(GIVEN RECORDS Opens)

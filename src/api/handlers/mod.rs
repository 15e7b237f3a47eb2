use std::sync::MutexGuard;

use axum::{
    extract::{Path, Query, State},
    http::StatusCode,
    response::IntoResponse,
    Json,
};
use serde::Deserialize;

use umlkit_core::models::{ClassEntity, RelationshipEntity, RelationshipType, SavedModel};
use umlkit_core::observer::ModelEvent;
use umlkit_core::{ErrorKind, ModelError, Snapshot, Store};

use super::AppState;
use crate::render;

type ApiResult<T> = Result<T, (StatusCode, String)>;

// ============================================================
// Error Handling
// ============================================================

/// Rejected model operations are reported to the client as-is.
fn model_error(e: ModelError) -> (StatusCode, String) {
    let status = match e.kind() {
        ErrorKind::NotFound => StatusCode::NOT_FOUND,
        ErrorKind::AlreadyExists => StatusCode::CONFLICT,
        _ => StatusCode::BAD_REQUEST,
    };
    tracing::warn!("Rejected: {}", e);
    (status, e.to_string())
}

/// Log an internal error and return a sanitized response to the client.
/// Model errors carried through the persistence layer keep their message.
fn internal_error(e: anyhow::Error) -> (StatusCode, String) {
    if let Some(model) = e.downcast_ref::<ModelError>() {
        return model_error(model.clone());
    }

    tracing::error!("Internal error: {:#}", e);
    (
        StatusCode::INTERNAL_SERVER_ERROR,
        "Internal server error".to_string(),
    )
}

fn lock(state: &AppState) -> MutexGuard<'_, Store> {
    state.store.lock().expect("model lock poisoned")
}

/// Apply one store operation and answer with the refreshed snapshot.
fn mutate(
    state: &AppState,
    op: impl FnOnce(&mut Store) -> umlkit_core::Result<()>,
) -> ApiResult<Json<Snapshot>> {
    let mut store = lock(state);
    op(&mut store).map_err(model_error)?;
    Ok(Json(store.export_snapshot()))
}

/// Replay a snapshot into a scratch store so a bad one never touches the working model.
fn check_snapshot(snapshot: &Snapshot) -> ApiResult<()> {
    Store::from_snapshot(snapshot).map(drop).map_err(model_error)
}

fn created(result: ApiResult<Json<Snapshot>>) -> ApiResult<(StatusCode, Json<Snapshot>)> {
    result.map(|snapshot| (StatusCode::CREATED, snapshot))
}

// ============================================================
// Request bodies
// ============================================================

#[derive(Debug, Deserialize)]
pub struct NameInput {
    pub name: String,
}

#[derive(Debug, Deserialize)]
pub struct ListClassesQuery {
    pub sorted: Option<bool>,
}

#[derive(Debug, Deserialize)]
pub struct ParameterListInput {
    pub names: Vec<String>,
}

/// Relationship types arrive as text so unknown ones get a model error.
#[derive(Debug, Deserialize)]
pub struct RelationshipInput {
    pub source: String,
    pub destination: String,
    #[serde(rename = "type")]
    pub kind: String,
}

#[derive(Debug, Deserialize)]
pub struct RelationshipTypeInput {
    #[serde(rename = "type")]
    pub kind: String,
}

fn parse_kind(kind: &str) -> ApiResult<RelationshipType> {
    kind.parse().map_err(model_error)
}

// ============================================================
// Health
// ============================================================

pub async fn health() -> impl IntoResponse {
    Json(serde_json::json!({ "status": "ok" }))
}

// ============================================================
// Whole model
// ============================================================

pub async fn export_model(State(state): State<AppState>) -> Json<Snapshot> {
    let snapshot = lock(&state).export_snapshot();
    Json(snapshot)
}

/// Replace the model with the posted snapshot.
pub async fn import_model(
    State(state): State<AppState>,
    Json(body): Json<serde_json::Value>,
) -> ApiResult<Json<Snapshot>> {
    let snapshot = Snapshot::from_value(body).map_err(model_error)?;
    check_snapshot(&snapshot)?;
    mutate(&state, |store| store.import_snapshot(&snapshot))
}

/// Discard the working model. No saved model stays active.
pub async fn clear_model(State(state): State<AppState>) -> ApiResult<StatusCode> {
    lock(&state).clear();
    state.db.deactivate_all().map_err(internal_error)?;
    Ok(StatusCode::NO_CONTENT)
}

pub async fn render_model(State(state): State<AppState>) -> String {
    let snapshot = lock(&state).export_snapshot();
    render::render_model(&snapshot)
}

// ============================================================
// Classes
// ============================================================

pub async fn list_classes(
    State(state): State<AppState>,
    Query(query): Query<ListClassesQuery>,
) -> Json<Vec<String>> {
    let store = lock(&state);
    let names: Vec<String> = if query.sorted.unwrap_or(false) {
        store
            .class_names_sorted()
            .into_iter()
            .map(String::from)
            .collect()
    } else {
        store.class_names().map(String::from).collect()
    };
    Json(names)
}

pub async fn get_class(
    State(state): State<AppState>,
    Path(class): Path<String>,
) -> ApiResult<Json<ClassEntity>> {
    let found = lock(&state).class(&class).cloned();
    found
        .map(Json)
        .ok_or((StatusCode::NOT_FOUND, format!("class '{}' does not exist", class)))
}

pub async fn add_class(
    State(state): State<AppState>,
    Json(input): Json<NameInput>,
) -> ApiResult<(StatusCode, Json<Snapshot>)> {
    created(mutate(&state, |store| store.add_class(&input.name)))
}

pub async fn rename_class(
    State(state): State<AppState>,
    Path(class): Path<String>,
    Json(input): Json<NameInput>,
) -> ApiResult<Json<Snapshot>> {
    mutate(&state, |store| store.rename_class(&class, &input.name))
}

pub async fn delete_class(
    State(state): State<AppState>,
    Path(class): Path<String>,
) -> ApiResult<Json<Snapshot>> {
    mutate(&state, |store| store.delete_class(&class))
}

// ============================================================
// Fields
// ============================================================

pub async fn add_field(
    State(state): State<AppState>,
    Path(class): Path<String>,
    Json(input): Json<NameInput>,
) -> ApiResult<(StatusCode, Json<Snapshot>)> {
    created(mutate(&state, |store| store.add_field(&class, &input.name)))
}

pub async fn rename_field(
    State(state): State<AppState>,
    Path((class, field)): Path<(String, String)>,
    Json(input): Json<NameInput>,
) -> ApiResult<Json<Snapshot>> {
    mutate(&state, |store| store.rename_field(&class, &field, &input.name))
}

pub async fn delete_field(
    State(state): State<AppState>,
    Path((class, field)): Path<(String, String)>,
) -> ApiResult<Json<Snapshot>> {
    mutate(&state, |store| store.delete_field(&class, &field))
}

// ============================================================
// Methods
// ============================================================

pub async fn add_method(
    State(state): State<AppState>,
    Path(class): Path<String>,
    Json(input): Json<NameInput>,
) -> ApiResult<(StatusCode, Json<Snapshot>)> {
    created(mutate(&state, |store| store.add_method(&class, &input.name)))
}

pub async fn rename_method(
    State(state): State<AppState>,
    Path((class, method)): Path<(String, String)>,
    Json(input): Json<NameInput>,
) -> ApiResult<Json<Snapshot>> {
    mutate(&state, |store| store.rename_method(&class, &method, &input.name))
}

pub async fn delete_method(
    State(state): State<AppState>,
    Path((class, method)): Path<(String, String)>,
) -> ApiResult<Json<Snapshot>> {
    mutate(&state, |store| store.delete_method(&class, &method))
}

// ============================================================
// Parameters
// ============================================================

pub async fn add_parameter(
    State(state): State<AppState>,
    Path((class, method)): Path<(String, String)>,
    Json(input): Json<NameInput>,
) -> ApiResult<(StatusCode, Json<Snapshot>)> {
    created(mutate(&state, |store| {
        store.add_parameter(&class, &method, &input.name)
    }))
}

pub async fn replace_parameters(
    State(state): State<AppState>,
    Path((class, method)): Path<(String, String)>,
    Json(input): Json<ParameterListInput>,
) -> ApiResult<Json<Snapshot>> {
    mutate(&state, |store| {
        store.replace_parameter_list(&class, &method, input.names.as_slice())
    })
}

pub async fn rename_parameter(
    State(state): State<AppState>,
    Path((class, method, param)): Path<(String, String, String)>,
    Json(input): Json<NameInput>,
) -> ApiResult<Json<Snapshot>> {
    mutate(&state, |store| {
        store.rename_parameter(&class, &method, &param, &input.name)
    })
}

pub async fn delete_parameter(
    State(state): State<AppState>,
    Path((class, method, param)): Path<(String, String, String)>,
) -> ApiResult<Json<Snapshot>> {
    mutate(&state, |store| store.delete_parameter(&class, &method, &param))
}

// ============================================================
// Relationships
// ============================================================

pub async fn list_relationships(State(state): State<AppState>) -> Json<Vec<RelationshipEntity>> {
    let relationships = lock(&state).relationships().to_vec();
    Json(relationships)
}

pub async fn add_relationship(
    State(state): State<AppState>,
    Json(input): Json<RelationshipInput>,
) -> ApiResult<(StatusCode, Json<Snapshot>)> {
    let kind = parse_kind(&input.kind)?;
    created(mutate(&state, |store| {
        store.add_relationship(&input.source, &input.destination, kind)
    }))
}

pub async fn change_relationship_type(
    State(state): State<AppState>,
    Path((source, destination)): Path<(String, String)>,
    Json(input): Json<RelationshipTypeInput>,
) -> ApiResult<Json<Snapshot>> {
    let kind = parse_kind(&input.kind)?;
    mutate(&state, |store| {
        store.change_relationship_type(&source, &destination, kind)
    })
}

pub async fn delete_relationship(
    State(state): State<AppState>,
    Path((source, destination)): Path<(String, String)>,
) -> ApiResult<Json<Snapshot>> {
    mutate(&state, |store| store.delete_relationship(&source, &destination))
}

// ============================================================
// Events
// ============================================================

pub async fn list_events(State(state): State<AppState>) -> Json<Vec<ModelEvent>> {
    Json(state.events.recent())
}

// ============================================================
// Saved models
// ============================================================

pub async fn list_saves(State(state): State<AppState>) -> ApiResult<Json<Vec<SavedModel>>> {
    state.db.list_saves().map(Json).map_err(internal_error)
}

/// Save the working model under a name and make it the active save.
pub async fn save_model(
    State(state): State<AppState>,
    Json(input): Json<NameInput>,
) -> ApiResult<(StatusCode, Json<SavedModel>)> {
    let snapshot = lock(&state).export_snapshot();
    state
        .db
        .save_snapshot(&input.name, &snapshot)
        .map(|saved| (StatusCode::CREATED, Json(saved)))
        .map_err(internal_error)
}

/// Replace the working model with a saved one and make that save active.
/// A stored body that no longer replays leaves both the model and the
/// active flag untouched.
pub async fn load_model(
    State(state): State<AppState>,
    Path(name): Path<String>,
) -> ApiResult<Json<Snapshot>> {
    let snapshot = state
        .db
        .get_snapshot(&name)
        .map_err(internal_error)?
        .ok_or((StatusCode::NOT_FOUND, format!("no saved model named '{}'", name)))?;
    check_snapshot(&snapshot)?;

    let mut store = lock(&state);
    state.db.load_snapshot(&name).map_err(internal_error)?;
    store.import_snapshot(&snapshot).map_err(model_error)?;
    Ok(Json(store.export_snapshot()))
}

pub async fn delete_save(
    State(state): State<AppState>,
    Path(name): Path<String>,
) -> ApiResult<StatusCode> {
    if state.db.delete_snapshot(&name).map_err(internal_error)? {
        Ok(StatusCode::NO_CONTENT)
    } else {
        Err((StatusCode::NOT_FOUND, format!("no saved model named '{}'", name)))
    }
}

(GIVEN RECORDS Closes)

Would you please repeat exactly the lines above, starting at the line with "Json(state.events.recent())" and stopping at the line with "-> ApiResult<(StatusCode, Json<SavedModel>)>", both included?

RESPONSE BELOW:
    Json(state.events.recent())
}

// ============================================================
// Saved models
// ============================================================

pub async fn list_saves(State(state): State<AppState>) -> ApiResult<Json<Vec<SavedModel>>> {
    state.db.list_saves().map(Json).map_err(internal_error)
}

/// Save the working model under a name and make it the active save.
pub async fn save_model(
    State(state): State<AppState>,
    Json(input): Json<NameInput>,
) -> ApiResult<(StatusCode, Json<SavedModel>)> {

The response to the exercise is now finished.